### Required action
The word "NoData" occurs in some lines of the data. Return each such line.

Records drawn from a dataset:
○ ○ ○ ○ ○ ○ ○
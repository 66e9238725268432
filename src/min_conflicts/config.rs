//! Min-conflicts configuration.

use serde::{Deserialize, Serialize};

/// Configuration for the min-conflicts local search.
///
/// # Examples
///
/// ```
/// use u_nqueens::min_conflicts::MinConflictsConfig;
///
/// let config = MinConflictsConfig::default()
///     .with_max_steps(5_000)
///     .with_seed(42);
/// assert!(config.validate().is_ok());
/// ```
#[derive(Debug, Clone, PartialEq, Eq, Serialize, Deserialize)]
pub struct MinConflictsConfig {
    /// Maximum number of queen relocations when step limiting is enabled.
    pub max_steps: usize,

    /// Whether [`max_steps`](Self::max_steps) is enforced.
    ///
    /// Without a limit the search runs until it finds a solution, which
    /// never happens for `n = 2` or `n = 3`.
    pub limit_steps: bool,

    /// Random seed for reproducibility.
    ///
    /// `None` uses a random seed.
    pub seed: Option<u64>,
}

impl Default for MinConflictsConfig {
    fn default() -> Self {
        Self {
            max_steps: Self::DEFAULT_MAX_STEPS,
            limit_steps: true,
            seed: None,
        }
    }
}

impl MinConflictsConfig {
    /// Step budget used when none is given.
    pub const DEFAULT_MAX_STEPS: usize = 1000;

    /// Sets the step budget.
    pub fn with_max_steps(mut self, steps: usize) -> Self {
        self.max_steps = steps;
        self
    }

    /// Enables or disables the step budget.
    pub fn with_step_limit(mut self, enabled: bool) -> Self {
        self.limit_steps = enabled;
        self
    }

    /// Sets the random seed for reproducibility.
    pub fn with_seed(mut self, seed: u64) -> Self {
        self.seed = Some(seed);
        self
    }

    /// Validates the configuration.
    ///
    /// Returns `Err` with a description if any parameter is invalid.
    pub fn validate(&self) -> Result<(), String> {
        if self.limit_steps && self.max_steps == 0 {
            return Err("max_steps must be at least 1 when the step limit is enabled".into());
        }
        Ok(())
    }
}
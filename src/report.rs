//! Solver reports and their text rendering.

use std::fmt;

use serde::Serialize;

use crate::board::{Grid, Placement};

/// Search effort spent by a solver, in the unit natural to its strategy.
#[derive(Debug, Clone, Copy, PartialEq, Eq, Serialize)]
#[serde(tag = "kind", rename_all = "snake_case")]
pub enum Progress {
    /// Permutations examined by exhaustive search.
    Permutations { checked: u64 },

    /// Queen relocations made by local search.
    Steps {
        /// Total steps executed.
        taken: usize,
        /// Step at which the reported board was reached.
        best_at: usize,
    },

    /// Generations evolved by the genetic algorithm.
    Generations { taken: usize },
}

impl fmt::Display for Progress {
    fn fmt(&self, f: &mut fmt::Formatter<'_>) -> fmt::Result {
        match self {
            Progress::Permutations { checked } => write!(f, "Permutations checked: {checked}"),
            Progress::Steps { taken, best_at } => {
                write!(f, "Steps: {taken} (best board reached at step {best_at})")
            }
            Progress::Generations { taken } => write!(f, "Generations: {taken}"),
        }
    }
}

/// Final state of a solver after [`solve`](crate::NQueensSolver::solve).
///
/// `board` is `None` when the solver has nothing to show: exhaustive search
/// on an unsolvable size, or any solver queried before it ran.
#[derive(Debug, Clone, PartialEq, Serialize)]
pub struct SolverReport {
    /// Strategy identifier, e.g. `"min-conflicts"`.
    pub strategy: String,

    /// Board size.
    pub n: usize,

    /// Whether the reported board is a solution.
    pub solved: bool,

    /// Permutation form of the reported board, for strategies that use it.
    pub placement: Option<Placement>,

    /// The reported board.
    pub board: Option<Grid>,

    /// Attacking pairs on the reported board.
    pub conflicts: Option<usize>,

    /// Search effort.
    pub progress: Progress,
}

impl SolverReport {
    /// Report for a permutation-form board.
    pub fn from_placement(
        strategy: &str,
        n: usize,
        placement: Option<&Placement>,
        progress: Progress,
    ) -> Self {
        let conflicts = placement.map(Placement::attacking_pairs);
        Self {
            strategy: strategy.to_string(),
            n,
            solved: conflicts == Some(0),
            placement: placement.cloned(),
            board: placement.map(Placement::to_grid),
            conflicts,
            progress,
        }
    }

    /// Report for an occupancy-grid board.
    pub fn from_grid(strategy: &str, n: usize, grid: Option<&Grid>, progress: Progress) -> Self {
        let conflicts = grid.map(Grid::total_conflicts);
        Self {
            strategy: strategy.to_string(),
            n,
            solved: grid.is_some_and(Grid::is_solution),
            placement: None,
            board: grid.cloned(),
            conflicts,
            progress,
        }
    }
}

impl fmt::Display for SolverReport {
    fn fmt(&self, f: &mut fmt::Formatter<'_>) -> fmt::Result {
        let status = if self.solved { "solved" } else { "not solved" };
        writeln!(f, "{} on {}-queens: {status}", self.strategy, self.n)?;
        match &self.board {
            Some(board) => {
                if let Some(placement) = &self.placement {
                    writeln!(f, "Board: {:?}", placement.columns())?;
                }
                write!(f, "{board}")?;
            }
            None => writeln!(f, "No board to show.")?,
        }
        writeln!(f, "{}", self.progress)?;
        if let Some(conflicts) = self.conflicts {
            writeln!(f, "Conflicts: {conflicts}")?;
        }
        Ok(())
    }
}
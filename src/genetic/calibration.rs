//! Mutation-rate calibration.
//!
//! The genetic solver asks a [`MutationRateModel`] for its mutation rate
//! exactly once, at construction. Two models are provided:
//!
//! - [`FixedMutationRate`]: a constant.
//! - [`CalibrationTable`]: a dataset of measured average generations per
//!   `(n, rate)`, interpolated piecewise-linearly in `n`.
//!
//! # Dataset format
//!
//! ```toml
//! [[sample]]
//! n = 4
//! mutation_rates = [0.1, 0.5]
//! average_generations = [107.3, 11.3]
//!
//! [[sample]]
//! n = 8
//! mutation_rates = [0.1, 0.5]
//! average_generations = [2935.8, 365.8]
//! ```

use std::fs;
use std::path::Path;

use serde::{Deserialize, Serialize};
use tracing::debug;

use crate::error::CalibrationError;

/// Maps a board size to the mutation rate the genetic solver should use.
///
/// Implementations must be deterministic for a given dataset and `n`, and
/// return a probability in `[0, 1]`.
pub trait MutationRateModel {
    /// Recommended mutation rate for an `n × n` board.
    fn best_mutation_rate(&self, n: usize) -> Result<f64, CalibrationError>;
}

impl<M: MutationRateModel + ?Sized> MutationRateModel for &M {
    fn best_mutation_rate(&self, n: usize) -> Result<f64, CalibrationError> {
        (**self).best_mutation_rate(n)
    }
}

impl<M: MutationRateModel + ?Sized> MutationRateModel for Box<M> {
    fn best_mutation_rate(&self, n: usize) -> Result<f64, CalibrationError> {
        (**self).best_mutation_rate(n)
    }
}

/// The same rate for every board size.
#[derive(Debug, Clone, Copy, PartialEq)]
pub struct FixedMutationRate(f64);

impl FixedMutationRate {
    /// Wraps `rate`, rejecting values outside `[0, 1]`.
    pub fn new(rate: f64) -> Result<Self, CalibrationError> {
        if !(0.0..=1.0).contains(&rate) {
            return Err(CalibrationError::RateOutOfRange(rate));
        }
        Ok(Self(rate))
    }

    /// The wrapped rate.
    pub fn rate(&self) -> f64 {
        self.0
    }
}

impl MutationRateModel for FixedMutationRate {
    fn best_mutation_rate(&self, _n: usize) -> Result<f64, CalibrationError> {
        Ok(self.0)
    }
}

/// Measurements for one board size.
#[derive(Debug, Clone, PartialEq, Serialize, Deserialize)]
pub struct CalibrationSample {
    /// Board size.
    pub n: usize,
    /// Mutation rates tried at this size.
    pub mutation_rates: Vec<f64>,
    /// Average generations to a solution, parallel to `mutation_rates`.
    pub average_generations: Vec<f64>,
}

impl CalibrationSample {
    fn generations_for(&self, rate: f64) -> Option<f64> {
        self.mutation_rates
            .iter()
            .position(|&r| r == rate)
            .and_then(|i| self.average_generations.get(i).copied())
    }
}

/// A mutation-rate model backed by measurements.
///
/// For every distinct rate measured at two or more board sizes, the
/// average generation count is interpolated linearly in `n` (and
/// extrapolated past either end of the data). The rate with the fewest
/// predicted generations wins; ties go to the smaller rate.
///
/// # Examples
///
/// ```
/// use u_nqueens::genetic::{CalibrationTable, MutationRateModel};
///
/// let table = CalibrationTable::from_toml_str(r#"
///     [[sample]]
///     n = 4
///     mutation_rates = [0.1, 0.5]
///     average_generations = [20.0, 40.0]
///
///     [[sample]]
///     n = 8
///     mutation_rates = [0.1, 0.5]
///     average_generations = [400.0, 100.0]
/// "#).unwrap();
///
/// assert_eq!(table.best_mutation_rate(4).unwrap(), 0.1);
/// assert_eq!(table.best_mutation_rate(8).unwrap(), 0.5);
/// ```
#[derive(Debug, Clone, Default, PartialEq, Serialize, Deserialize)]
#[serde(try_from = "CalibrationData")]
pub struct CalibrationTable {
    #[serde(rename = "sample", default)]
    samples: Vec<CalibrationSample>,
}

/// Unvalidated dataset as it appears on disk.
#[derive(Deserialize)]
struct CalibrationData {
    #[serde(rename = "sample", default)]
    samples: Vec<CalibrationSample>,
}

impl TryFrom<CalibrationData> for CalibrationTable {
    type Error = CalibrationError;

    fn try_from(data: CalibrationData) -> Result<Self, Self::Error> {
        Self::new(data.samples)
    }
}

impl CalibrationTable {
    /// Builds a table from samples, validating each one.
    pub fn new(samples: Vec<CalibrationSample>) -> Result<Self, CalibrationError> {
        let table = Self { samples };
        table.validate()?;
        Ok(table)
    }

    /// Parses a TOML dataset.
    pub fn from_toml_str(s: &str) -> Result<Self, CalibrationError> {
        let data: CalibrationData = toml::from_str(s)?;
        Self::try_from(data)
    }

    /// Reads a TOML dataset from disk.
    pub fn from_path(path: impl AsRef<Path>) -> Result<Self, CalibrationError> {
        let path = path.as_ref();
        let text = fs::read_to_string(path).map_err(|source| CalibrationError::Io {
            path: path.to_path_buf(),
            source,
        })?;
        Self::from_toml_str(&text)
    }

    /// The samples, in dataset order.
    pub fn samples(&self) -> &[CalibrationSample] {
        &self.samples
    }

    /// Distinct mutation rates across all samples, ascending.
    pub fn rates(&self) -> Vec<f64> {
        let mut rates: Vec<f64> = self
            .samples
            .iter()
            .flat_map(|s| s.mutation_rates.iter().copied())
            .collect();
        rates.sort_by(f64::total_cmp);
        rates.dedup();
        rates
    }

    /// Interpolated average generations for `rate` at board size `n`.
    ///
    /// `None` if fewer than two samples measured `rate`.
    pub fn predict_generations(&self, rate: f64, n: usize) -> Option<f64> {
        let mut points: Vec<(f64, f64)> = self
            .samples
            .iter()
            .filter_map(|s| s.generations_for(rate).map(|g| (s.n as f64, g)))
            .collect();
        if points.len() < 2 {
            return None;
        }
        points.sort_by(|a, b| a.0.total_cmp(&b.0));
        Some(interpolate(&points, n as f64))
    }

    /// Checks every sample for consistency.
    pub fn validate(&self) -> Result<(), CalibrationError> {
        for (i, sample) in self.samples.iter().enumerate() {
            let invalid = |reason: String| CalibrationError::InvalidSample {
                n: sample.n,
                reason,
            };
            if sample.mutation_rates.len() != sample.average_generations.len() {
                return Err(invalid(format!(
                    "{} mutation rates but {} averages",
                    sample.mutation_rates.len(),
                    sample.average_generations.len()
                )));
            }
            if let Some(&rate) = sample
                .mutation_rates
                .iter()
                .find(|r| !(0.0..=1.0).contains(*r))
            {
                return Err(CalibrationError::RateOutOfRange(rate));
            }
            if sample.average_generations.iter().any(|g| !g.is_finite()) {
                return Err(invalid("average generations must be finite".into()));
            }
            if self.samples[..i].iter().any(|s| s.n == sample.n) {
                return Err(invalid("duplicate board size".into()));
            }
        }
        Ok(())
    }
}

impl MutationRateModel for CalibrationTable {
    fn best_mutation_rate(&self, n: usize) -> Result<f64, CalibrationError> {
        let best = self
            .rates()
            .into_iter()
            .filter_map(|rate| self.predict_generations(rate, n).map(|g| (rate, g)))
            .min_by(|a, b| a.1.total_cmp(&b.1));

        match best {
            Some((rate, generations)) => {
                debug!(
                    event = "mutation_rate_calibrated",
                    n,
                    rate,
                    predicted_generations = generations,
                );
                Ok(rate)
            }
            None => Err(CalibrationError::NoData { n }),
        }
    }
}

/// Piecewise-linear interpolation over points sorted by `x` with distinct
/// `x` values. Outside the data the nearest segment is extended.
fn interpolate(points: &[(f64, f64)], x: f64) -> f64 {
    let segment = points
        .windows(2)
        .find(|w| x <= w[1].0)
        .unwrap_or(&points[points.len() - 2..]);
    let (x0, y0) = segment[0];
    let (x1, y1) = segment[1];
    y0 + (x - x0) * (y1 - y0) / (x1 - x0)
}

#[cfg(test)]
mod tests {
    use super::*;

    fn sample(n: usize, rates: &[f64], generations: &[f64]) -> CalibrationSample {
        CalibrationSample {
            n,
            mutation_rates: rates.to_vec(),
            average_generations: generations.to_vec(),
        }
    }

    fn two_rate_table() -> CalibrationTable {
        CalibrationTable::new(vec![
            sample(4, &[0.1, 0.5], &[20.0, 40.0]),
            sample(8, &[0.1, 0.5], &[400.0, 100.0]),
        ])
        .unwrap()
    }

    #[test]
    fn test_fixed_rate() {
        let model = FixedMutationRate::new(0.25).unwrap();
        assert_eq!(model.best_mutation_rate(4).unwrap(), 0.25);
        assert_eq!(model.best_mutation_rate(100).unwrap(), 0.25);
    }

    #[test]
    fn test_fixed_rate_rejects_out_of_range() {
        assert!(matches!(
            FixedMutationRate::new(1.01),
            Err(CalibrationError::RateOutOfRange(_))
        ));
        assert!(FixedMutationRate::new(-0.1).is_err());
        assert!(FixedMutationRate::new(0.0).is_ok());
        assert!(FixedMutationRate::new(1.0).is_ok());
    }

    #[test]
    fn test_interpolate_inside_and_outside() {
        let points = [(4.0, 20.0), (8.0, 400.0), (10.0, 500.0)];
        assert!((interpolate(&points, 6.0) - 210.0).abs() < 1e-9);
        assert!((interpolate(&points, 9.0) - 450.0).abs() < 1e-9);
        assert!((interpolate(&points, 8.0) - 400.0).abs() < 1e-9);
        // Left of the data: first segment extended.
        assert!((interpolate(&points, 2.0) + 170.0).abs() < 1e-9);
        // Right of the data: last segment extended.
        assert!((interpolate(&points, 12.0) - 600.0).abs() < 1e-9);
    }

    #[test]
    fn test_prediction_requires_two_points() {
        let table = CalibrationTable::new(vec![
            sample(4, &[0.1, 0.9], &[20.0, 5.0]),
            sample(8, &[0.1], &[400.0]),
        ])
        .unwrap();
        assert!(table.predict_generations(0.1, 6).is_some());
        assert!(table.predict_generations(0.9, 6).is_none());
        // 0.9 looks best at n = 4 but cannot be interpolated.
        assert_eq!(table.best_mutation_rate(4).unwrap(), 0.1);
    }

    #[test]
    fn test_best_rate_crosses_over() {
        let table = two_rate_table();
        // At n = 4 the low rate wins, at n = 8 the high rate wins.
        assert_eq!(table.best_mutation_rate(4).unwrap(), 0.1);
        assert_eq!(table.best_mutation_rate(8).unwrap(), 0.5);
        // Beyond the data the trend continues.
        assert_eq!(table.best_mutation_rate(16).unwrap(), 0.5);
    }

    #[test]
    fn test_ties_prefer_smaller_rate() {
        let table = CalibrationTable::new(vec![
            sample(4, &[0.3, 0.2], &[10.0, 10.0]),
            sample(6, &[0.3, 0.2], &[10.0, 10.0]),
        ])
        .unwrap();
        assert_eq!(table.best_mutation_rate(5).unwrap(), 0.2);
    }

    #[test]
    fn test_is_deterministic() {
        let table = two_rate_table();
        let a = table.best_mutation_rate(7).unwrap();
        let b = table.best_mutation_rate(7).unwrap();
        assert_eq!(a, b);
    }

    #[test]
    fn test_no_data() {
        let table = CalibrationTable::default();
        assert!(matches!(
            table.best_mutation_rate(8),
            Err(CalibrationError::NoData { n: 8 })
        ));
    }

    #[test]
    fn test_rates_sorted_and_distinct() {
        let table = CalibrationTable::new(vec![
            sample(4, &[0.5, 0.1], &[1.0, 2.0]),
            sample(5, &[0.1, 0.3], &[1.0, 2.0]),
        ])
        .unwrap();
        assert_eq!(table.rates(), vec![0.1, 0.3, 0.5]);
    }

    #[test]
    fn test_validate_length_mismatch() {
        let err = CalibrationTable::new(vec![sample(4, &[0.1, 0.2], &[1.0])]).unwrap_err();
        assert!(matches!(err, CalibrationError::InvalidSample { n: 4, .. }));
    }

    #[test]
    fn test_validate_rate_out_of_range() {
        let err = CalibrationTable::new(vec![sample(4, &[1.5], &[1.0])]).unwrap_err();
        assert!(matches!(err, CalibrationError::RateOutOfRange(_)));
    }

    #[test]
    fn test_validate_duplicate_size() {
        let err = CalibrationTable::new(vec![
            sample(4, &[0.1], &[1.0]),
            sample(4, &[0.1], &[2.0]),
        ])
        .unwrap_err();
        assert!(matches!(err, CalibrationError::InvalidSample { n: 4, .. }));
    }

    #[test]
    fn test_validate_non_finite() {
        let err = CalibrationTable::new(vec![sample(4, &[0.1], &[f64::NAN])]).unwrap_err();
        assert!(matches!(err, CalibrationError::InvalidSample { .. }));
    }

    #[test]
    fn test_from_toml_str() {
        let table = CalibrationTable::from_toml_str(
            r#"
            [[sample]]
            n = 4
            mutation_rates = [0.1, 0.5]
            average_generations = [20.0, 40.0]

            [[sample]]
            n = 8
            mutation_rates = [0.1, 0.5]
            average_generations = [400.0, 100.0]
            "#,
        )
        .unwrap();
        assert_eq!(table, two_rate_table());
    }

    #[test]
    fn test_from_toml_str_reports_malformed_sample() {
        let err = CalibrationTable::from_toml_str(
            "[[sample]]\nn = 6\nmutation_rates = [0.1, 0.2]\naverage_generations = [1.0]\n",
        )
        .unwrap_err();
        assert!(matches!(err, CalibrationError::InvalidSample { n: 6, .. }));
    }

    #[test]
    fn test_deserialize_validates() {
        let text = "[[sample]]\nn = 6\nmutation_rates = [0.1, 0.2]\naverage_generations = [1.0]\n";
        let err = toml::from_str::<CalibrationTable>(text).unwrap_err();
        assert!(err.to_string().contains("2 mutation rates but 1 averages"));

        let text = "[[sample]]\nn = 4\nmutation_rates = [0.1]\naverage_generations = [3.0]\n";
        let table: CalibrationTable = toml::from_str(text).unwrap();
        assert_eq!(table.samples().len(), 1);
    }

    #[test]
    fn test_mismatched_sample_has_no_prediction() {
        let short = sample(6, &[0.1, 0.2], &[1.0]);
        assert_eq!(short.generations_for(0.1), Some(1.0));
        assert_eq!(short.generations_for(0.2), None);
    }

    #[test]
    fn test_from_toml_str_parse_error() {
        let err = CalibrationTable::from_toml_str("[[sample]]\nn = \"four\"\n").unwrap_err();
        assert!(matches!(err, CalibrationError::Parse(_)));
    }

    #[test]
    fn test_from_path_missing_file() {
        let err = CalibrationTable::from_path("does/not/exist.toml").unwrap_err();
        assert!(matches!(err, CalibrationError::Io { .. }));
        assert!(err.to_string().contains("does/not/exist.toml"));
    }

    #[test]
    fn test_bundled_dataset() {
        let table = CalibrationTable::from_path(concat!(
            env!("CARGO_MANIFEST_DIR"),
            "/data/mutation_rates.toml"
        ))
        .unwrap();
        assert_eq!(table.samples().len(), 5);
        for n in [4, 8, 12, 30] {
            let rate = table.best_mutation_rate(n).unwrap();
            assert!((0.0..=1.0).contains(&rate));
        }
    }

    #[test]
    fn test_model_through_reference_and_box() {
        let fixed = FixedMutationRate::new(0.4).unwrap();
        let by_ref: &dyn MutationRateModel = &fixed;
        let boxed: Box<dyn MutationRateModel> = Box::new(fixed);
        assert_eq!(by_ref.best_mutation_rate(3).unwrap(), 0.4);
        assert_eq!(boxed.best_mutation_rate(3).unwrap(), 0.4);
    }
}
○ ○ ○ ○ ○ ○ ○
### Result below
            None => Err(CalibrationError::NoData { n }),
            Err(CalibrationError::NoData { n: 8 })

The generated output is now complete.